As well, many sites will make use of similar types of information if a user claims to have forgotten his/her password. Resetting a password allows the person accessing the account to both gain access to whatever is available via that login and lock the legitimate user out of the account.
Steps Individuals Should Take to Protect Themselves
This issue is not unique and it’s not limited to tax related information or the IRS. And, as the ability to infiltrate the IRS site shows, the criminals are figuring out how to work around techniques that are “easy” for people to understand and/or convenient (so I can get my information now). Whether we like it or not, individuals need to take more responsibility for protecting themselves.
Advisers may want to educate clients on the use of “two-factor” authentication for sites that offer the option. In such cases the site normally requires, in addition to the username and password, that the user give the site a unique one time code that is sent to the user as an SMS or generated by an application (like Google Authenticator) that runs on the user’s phone. Use of second factor authentication greatly complicates any attempt by a criminal to make use of username/password combinations.
Adviser also should strongly caution clients about the risks of “reusing” passwords on multiple sites. While there may be little concern about a third party gaining access to a client’s account on a blog devoted to rugby, if that same username password combination is also used to access the client’s bank’s site, a criminal who gains access to the rugby site’s list of usernames and passwords can make use of that to access the bank account. And, quite often, there simply won’t be strong protections for the password database on sites like the rugby blog, often because the blog is simply a site being run by a rugby (or needlepoint, etc.) enthusiast in his/her spare time.

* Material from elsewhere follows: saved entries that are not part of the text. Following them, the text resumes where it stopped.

//! Blobway command-line client

use anyhow::{Context, Result};
use clap::{Parser, Subcommand};
use tokio::fs::File;
use tracing_subscriber::{layer::SubscriberExt, util::SubscriberInitExt, EnvFilter};

use blobway::config::{AppConfig, LogFormat};
use blobway::{ByteRange, DeleteOptions, DownloadOptions, OperationResult, StorageAdapter};

#[derive(Parser)]
#[command(name = "blobway")]
#[command(about = "Container and blob operations against object storage")]
struct Cli {
    #[arg(long, help = "Config file path (overrides BLOBWAY_CONFIG)")]
    config: Option<String>,

    #[command(subcommand)]
    command: Commands,
}

#[derive(Subcommand)]
enum Commands {
    /// Create the container if it does not exist
    EnsureContainer { name: String },
    /// Count the blobs in a container
    List { container: String },
    /// Upload a local file as a blob
    Upload {
        container: String,
        blob: String,
        file: String,
    },
    /// Download a blob into a local file
    Download {
        container: String,
        blob: String,
        file: String,
        #[arg(long, help = "First byte to fetch")]
        start: Option<u64>,
        #[arg(long, help = "Last byte to fetch (inclusive)", requires = "start")]
        end: Option<u64>,
    },
    /// Delete a blob
    DeleteBlob {
        container: String,
        blob: String,
        #[arg(long)]
        version_id: Option<String>,
    },
    /// Delete a container if it exists
    DeleteContainer { name: String },
}

#[tokio::main]
async fn main() -> Result<()> {
    let cli = Cli::parse();

    let config = match &cli.config {
        Some(path) => AppConfig::load_from(path),
        None => AppConfig::load(),
    }
    .context("failed to load configuration")?;

    init_tracing(&config)?;

    let backend = config.backend().context("invalid storage configuration")?;
    let adapter = StorageAdapter::bind_with(
        config.account.name.clone(),
        config.account.access_key.clone(),
        &backend,
    )
    .context("invalid account configuration")?;
    tracing::info!(account = adapter.account(), "Storage adapter bound");

    let result = run(&adapter, cli.command).await?;
    println!("{}", serde_json::to_string(&result)?);

    Ok(())
}

async fn run(adapter: &StorageAdapter, command: Commands) -> Result<OperationResult> {
    let result = match command {
        Commands::EnsureContainer { name } => adapter.ensure_container(&name).await?,
        Commands::List { container } => adapter.list_blobs(&container).await?,
        Commands::Upload {
            container,
            blob,
            file,
        } => {
            let mut source = File::open(&file)
                .await
                .with_context(|| format!("failed to open {}", file))?;
            let size = source.metadata().await?.len();
            let result = adapter.upload_blob(&container, &blob, &mut source, size).await;
            drop(source);
            result?
        }
        Commands::Download {
            container,
            blob,
            file,
            start,
            end,
        } => {
            let options = DownloadOptions {
                range: start.map(|start| ByteRange { start, end }),
            };
            let mut dest = File::create(&file)
                .await
                .with_context(|| format!("failed to create {}", file))?;
            let result = adapter
                .download_blob(&container, &blob, &mut dest, Some(&options))
                .await;
            match result {
                Ok(result) => {
                    dest.sync_all().await?;
                    result
                }
                Err(err) => {
                    // Leave no empty or truncated file behind
                    drop(dest);
                    if let Err(remove_err) = tokio::fs::remove_file(&file).await {
                        tracing::warn!(file = %file, error = %remove_err, "Failed to remove partial download");
                    }
                    return Err(err.into());
                }
            }
        }
        Commands::DeleteBlob {
            container,
            blob,
            version_id,
        } => {
            let options = DeleteOptions { version_id };
            adapter.delete_blob(&container, &blob, Some(&options)).await?
        }
        Commands::DeleteContainer { name } => adapter.delete_container_if_exists(&name).await?,
    };

    Ok(result)
}

fn init_tracing(config: &AppConfig) -> Result<()> {
    let env_filter = EnvFilter::try_from_default_env()
        .or_else(|_| EnvFilter::try_new(config.logging.level.clone()))
        .unwrap_or_else(|_| EnvFilter::new("blobway=info"));

    let registry = tracing_subscriber::registry().with(env_filter);

    // Results go to stdout, so logs stay on stderr.
    match config.logging.format {
        LogFormat::Json => {
            registry
                .with(
                    tracing_subscriber::fmt::layer()
                        .json()
                        .with_writer(std::io::stderr),
                )
                .init();
        }
        LogFormat::Text => {
            registry
                .with(tracing_subscriber::fmt::layer().with_writer(std::io::stderr))
                .init();
        }
    }

    Ok(())
}

#[cfg(test)]
mod tests {
    use super::*;
    use blobway::BackendConfig;
    use tempfile::TempDir;

    fn local_adapter(root: &TempDir) -> StorageAdapter {
        let config = BackendConfig::Local {
            root_path: root.path().join("store").to_string_lossy().into_owned(),
        };
        StorageAdapter::bind_with("account", "key", &config).unwrap()
    }

    #[tokio::test]
    async fn failed_download_removes_output_file() {
        let temp_dir = TempDir::new().unwrap();
        let adapter = local_adapter(&temp_dir);
        adapter.ensure_container("c").await.unwrap();
        let output = temp_dir.path().join("out.bin");

        let command = Commands::Download {
            container: "c".to_string(),
            blob: "missing.bin".to_string(),
            file: output.to_string_lossy().into_owned(),
            start: None,
            end: None,
        };
        let err = run(&adapter, command).await.unwrap_err();
        let backend = err.downcast_ref::<blobway::Error>().unwrap();
        assert!(backend.is_not_found());
        assert!(!output.exists());
    }

    #[tokio::test]
    async fn successful_download_keeps_output_file() {
        let temp_dir = TempDir::new().unwrap();
        let adapter = local_adapter(&temp_dir);
        adapter.ensure_container("c").await.unwrap();
        let mut source: &[u8] = b"payload";
        adapter.upload_blob("c", "b", &mut source, 7).await.unwrap();
        let output = temp_dir.path().join("out.bin");

        let command = Commands::Download {
            container: "c".to_string(),
            blob: "b".to_string(),
            file: output.to_string_lossy().into_owned(),
            start: Some(3),
            end: None,
        };
        let result = run(&adapter, command).await.unwrap();
        assert!(result.is_success());
        assert_eq!(std::fs::read(&output).unwrap(), b"load");
    }
}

In particular advisers who maintain portals that allow clients to access information (like tax returns) should be sure to advise clients to not use a password for your firm’s site that is used anywhere else. Because, unfortunately, if the client’s data is accessed by a third party making use of the password from the rugby site the news story will be, like the one for the IRS, that clients of your firm had data accessed by unauthorized third parties.
Similarly, clients should also be aware of the risks of using “poor” or short passwords that can be either easily guessed (password is a bad password—and simply changing the letter o to a zero doesn’t really improve things).